ORGANIZATION of the Petroleum Exporting Countries (Opec) warned that President Donald Trump’s trade policies risk stoking volatility in global markets.
The new tariffs have “added more uncertainty into markets, which has the potential to create supply-demand imbalances that are not reflective of market fundamentals, and therefore generate more volatility”, the oil producers’ group said in a monthly report on Wednesday (Feb 12).
Trump has ramped up tariffs on goods from China and on all imports of steel and aluminium, while also threatening additional duties on Canada and Mexico, roiling crude prices.
The president has also urged the Opec to “cut the price of oil”, renewing a refrain from his first term in office. Crude futures are trading near US$76 a barrel in London, having retreated about 17 per cent from last year’s peak.
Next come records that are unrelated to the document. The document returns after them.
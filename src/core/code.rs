//! Mastermind code representation
//!
//! A Code is a fixed-length sequence of palette colors. Codes are ordered in a
//! canonical enumeration: the n-th code is `n` written in base `total_colors`
//! with exactly `code_length` digits, most-significant digit first.

use super::Color;
use crate::config::{GameConfig, MAX_COLORS};
use crate::error::{MastermindError, Result};
use rand::Rng;
use rustc_hash::FxHashMap;
use std::fmt;

/// An immutable sequence of colors
///
/// Equality and hashing are by full sequence content.
#[derive(Debug, Clone, PartialEq, Eq, Hash, PartialOrd, Ord)]
pub struct Code {
    colors: Box<[Color]>,
}

impl Code {
    /// Build a code from palette indices
    ///
    /// # Errors
    /// Returns `InvalidCode` if the length differs from the configured code
    /// length or any index is not below `total_colors`.
    ///
    /// # Examples
    /// ```
    /// use mastermind_solver::config::GameConfig;
    /// use mastermind_solver::core::{Code, Color};
    ///
    /// let config = GameConfig::default();
    /// let code = Code::from_indices(&[0, 1, 2, 3], &config).unwrap();
    /// assert_eq!(code.color_at(2), Color::Blue);
    ///
    /// assert!(Code::from_indices(&[0, 1, 2], &config).is_err());
    /// assert!(Code::from_indices(&[0, 1, 2, 6], &config).is_err());
    /// ```
    pub fn from_indices(indices: &[usize], config: &GameConfig) -> Result<Self> {
        check_length(indices.len(), config)?;

        let colors = indices
            .iter()
            .map(|&index| {
                let color = Color::from_index(index)
                    .filter(|_| index < usize::from(config.total_colors()));
                color.ok_or_else(|| {
                    MastermindError::InvalidCode(format!(
                        "color index {index} is outside 0..{}",
                        config.total_colors()
                    ))
                })
            })
            .collect::<Result<Box<[Color]>>>()?;

        Ok(Self { colors })
    }

    /// Build a code from colors
    ///
    /// # Errors
    /// Returns `InvalidCode` on a length mismatch or a color outside the
    /// configured palette.
    pub fn from_colors(colors: &[Color], config: &GameConfig) -> Result<Self> {
        let indices: Vec<usize> = colors.iter().map(|c| c.index()).collect();
        Self::from_indices(&indices, config)
    }

    /// The n-th code of the canonical enumeration
    ///
    /// # Errors
    /// Returns `InvalidCode` if `n` is not below the universe size.
    ///
    /// # Examples
    /// ```
    /// use mastermind_solver::config::GameConfig;
    /// use mastermind_solver::core::Code;
    ///
    /// let config = GameConfig::default();
    /// // 7 = 0*216 + 0*36 + 1*6 + 1
    /// assert_eq!(Code::from_index(7, &config).unwrap().digits(), "0011");
    /// assert_eq!(Code::from_index(1295, &config).unwrap().digits(), "5555");
    /// ```
    pub fn from_index(n: usize, config: &GameConfig) -> Result<Self> {
        if n >= config.universe_size() {
            return Err(MastermindError::InvalidCode(format!(
                "index {n} is outside the {} possible codes",
                config.universe_size()
            )));
        }
        Ok(Self::nth_unchecked(n, config))
    }

    /// Canonical enumeration without the range check; `n` must be in range
    pub(crate) fn nth_unchecked(n: usize, config: &GameConfig) -> Self {
        let base = usize::from(config.total_colors());
        let mut colors = vec![Color::Green; config.code_length()];
        let mut rest = n;

        for slot in colors.iter_mut().rev() {
            *slot = Color::ALL[rest % base];
            rest /= base;
        }

        Self {
            colors: colors.into_boxed_slice(),
        }
    }

    /// Position of this code in the canonical enumeration
    #[must_use]
    pub fn index(&self, config: &GameConfig) -> usize {
        let base = usize::from(config.total_colors());
        self.colors
            .iter()
            .fold(0, |acc, color| acc * base + color.index())
    }

    /// Generate a uniformly random code
    pub fn random<R: Rng + ?Sized>(config: &GameConfig, rng: &mut R) -> Self {
        let colors = (0..config.code_length())
            .map(|_| Color::ALL[rng.random_range(0..usize::from(config.total_colors()))])
            .collect();
        Self { colors }
    }

    /// Parse a code from text
    ///
    /// Accepts a run of digits (`"0123"`) or color names or digits separated
    /// by whitespace, commas or dashes (`"green red blue yellow"`).
    ///
    /// # Errors
    /// Returns `InvalidCode` for unknown colors or a wrong length.
    ///
    /// # Examples
    /// ```
    /// use mastermind_solver::config::GameConfig;
    /// use mastermind_solver::core::Code;
    ///
    /// let config = GameConfig::default();
    /// let a = Code::parse("0123", &config).unwrap();
    /// let b = Code::parse("Green, Red, Blue, Yellow", &config).unwrap();
    /// assert_eq!(a, b);
    /// ```
    pub fn parse(text: &str, config: &GameConfig) -> Result<Self> {
        let trimmed = text.trim();
        let tokens: Vec<&str> =
            if !trimmed.is_empty() && trimmed.chars().all(|c| c.is_ascii_digit()) {
                trimmed
                    .char_indices()
                    .map(|(i, c)| &trimmed[i..i + c.len_utf8()])
                    .collect()
            } else {
                trimmed
                    .split(|c: char| c.is_whitespace() || c == ',' || c == '-')
                    .filter(|token| !token.is_empty())
                    .collect()
            };

        let colors = tokens
            .iter()
            .map(|token| {
                Color::from_name(token).ok_or_else(|| {
                    MastermindError::InvalidCode(format!("unknown color '{token}'"))
                })
            })
            .collect::<Result<Vec<Color>>>()?;

        Self::from_colors(&colors, config)
    }

    /// The colors of this code
    #[inline]
    #[must_use]
    pub fn colors(&self) -> &[Color] {
        &self.colors
    }

    /// Color at a position
    ///
    /// # Panics
    /// Panics if `position` is not below the code length
    #[inline]
    #[must_use]
    pub fn color_at(&self, position: usize) -> Color {
        self.colors[position]
    }

    /// Number of pegs
    #[inline]
    #[must_use]
    pub fn len(&self) -> usize {
        self.colors.len()
    }

    /// Whether this code belongs to the board described by `config`
    #[must_use]
    pub fn fits(&self, config: &GameConfig) -> bool {
        self.colors.len() == config.code_length()
            && self
                .colors
                .iter()
                .all(|color| color.index() < usize::from(config.total_colors()))
    }

    /// Always false for a constructed code
    #[inline]
    #[must_use]
    pub fn is_empty(&self) -> bool {
        self.colors.is_empty()
    }

    /// Count of each color present in the code
    ///
    /// Colors that do not occur are absent from the map.
    #[must_use]
    pub fn color_occurrences(&self) -> FxHashMap<Color, u8> {
        let mut counts = FxHashMap::default();
        for &color in self.colors.iter() {
            *counts.entry(color).or_insert(0) += 1;
        }
        counts
    }

    /// Occurrence counts indexed by palette position
    ///
    /// Same data as `color_occurrences`, in a form cheap enough for the
    /// evaluator's inner loop.
    #[inline]
    pub(crate) fn occurrence_table(&self) -> [u8; MAX_COLORS as usize] {
        let mut table = [0u8; MAX_COLORS as usize];
        for &color in self.colors.iter() {
            table[color.index()] += 1;
        }
        table
    }

    /// The code as a digit string, e.g. `"0011"`
    #[must_use]
    pub fn digits(&self) -> String {
        self.colors
            .iter()
            .map(|c| char::from(b'0' + c.index() as u8))
            .collect()
    }
}

fn check_length(len: usize, config: &GameConfig) -> Result<()> {
    if len == config.code_length() {
        Ok(())
    } else {
        Err(MastermindError::InvalidCode(format!(
            "expected {} colors, got {len}",
            config.code_length()
        )))
    }
}

impl fmt::Display for Code {
    fn fmt(&self, f: &mut fmt::Formatter<'_>) -> fmt::Result {
        write!(f, "[")?;
        for (i, color) in self.colors.iter().enumerate() {
            if i > 0 {
                write!(f, ", ")?;
            }
            write!(f, "{color}")?;
        }
        write!(f, "]")
    }
}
Opec and its allies – jointly led by Saudi Arabia and Russia – will decide in the next few weeks whether to press on with plans for resuming halted production from April, a move they have delayed three times so far. The coalition has been withholding supplies since 2022 in a bid to shore up prices.
United Arab Emirates Energy Minister Suhail Al Mazrouei said on Wednesday he expects Trump to take a pragmatic approach towards Opec, noting the president’s co-operation with the group’s efforts to stabilise world oil markets during the 2020 pandemic.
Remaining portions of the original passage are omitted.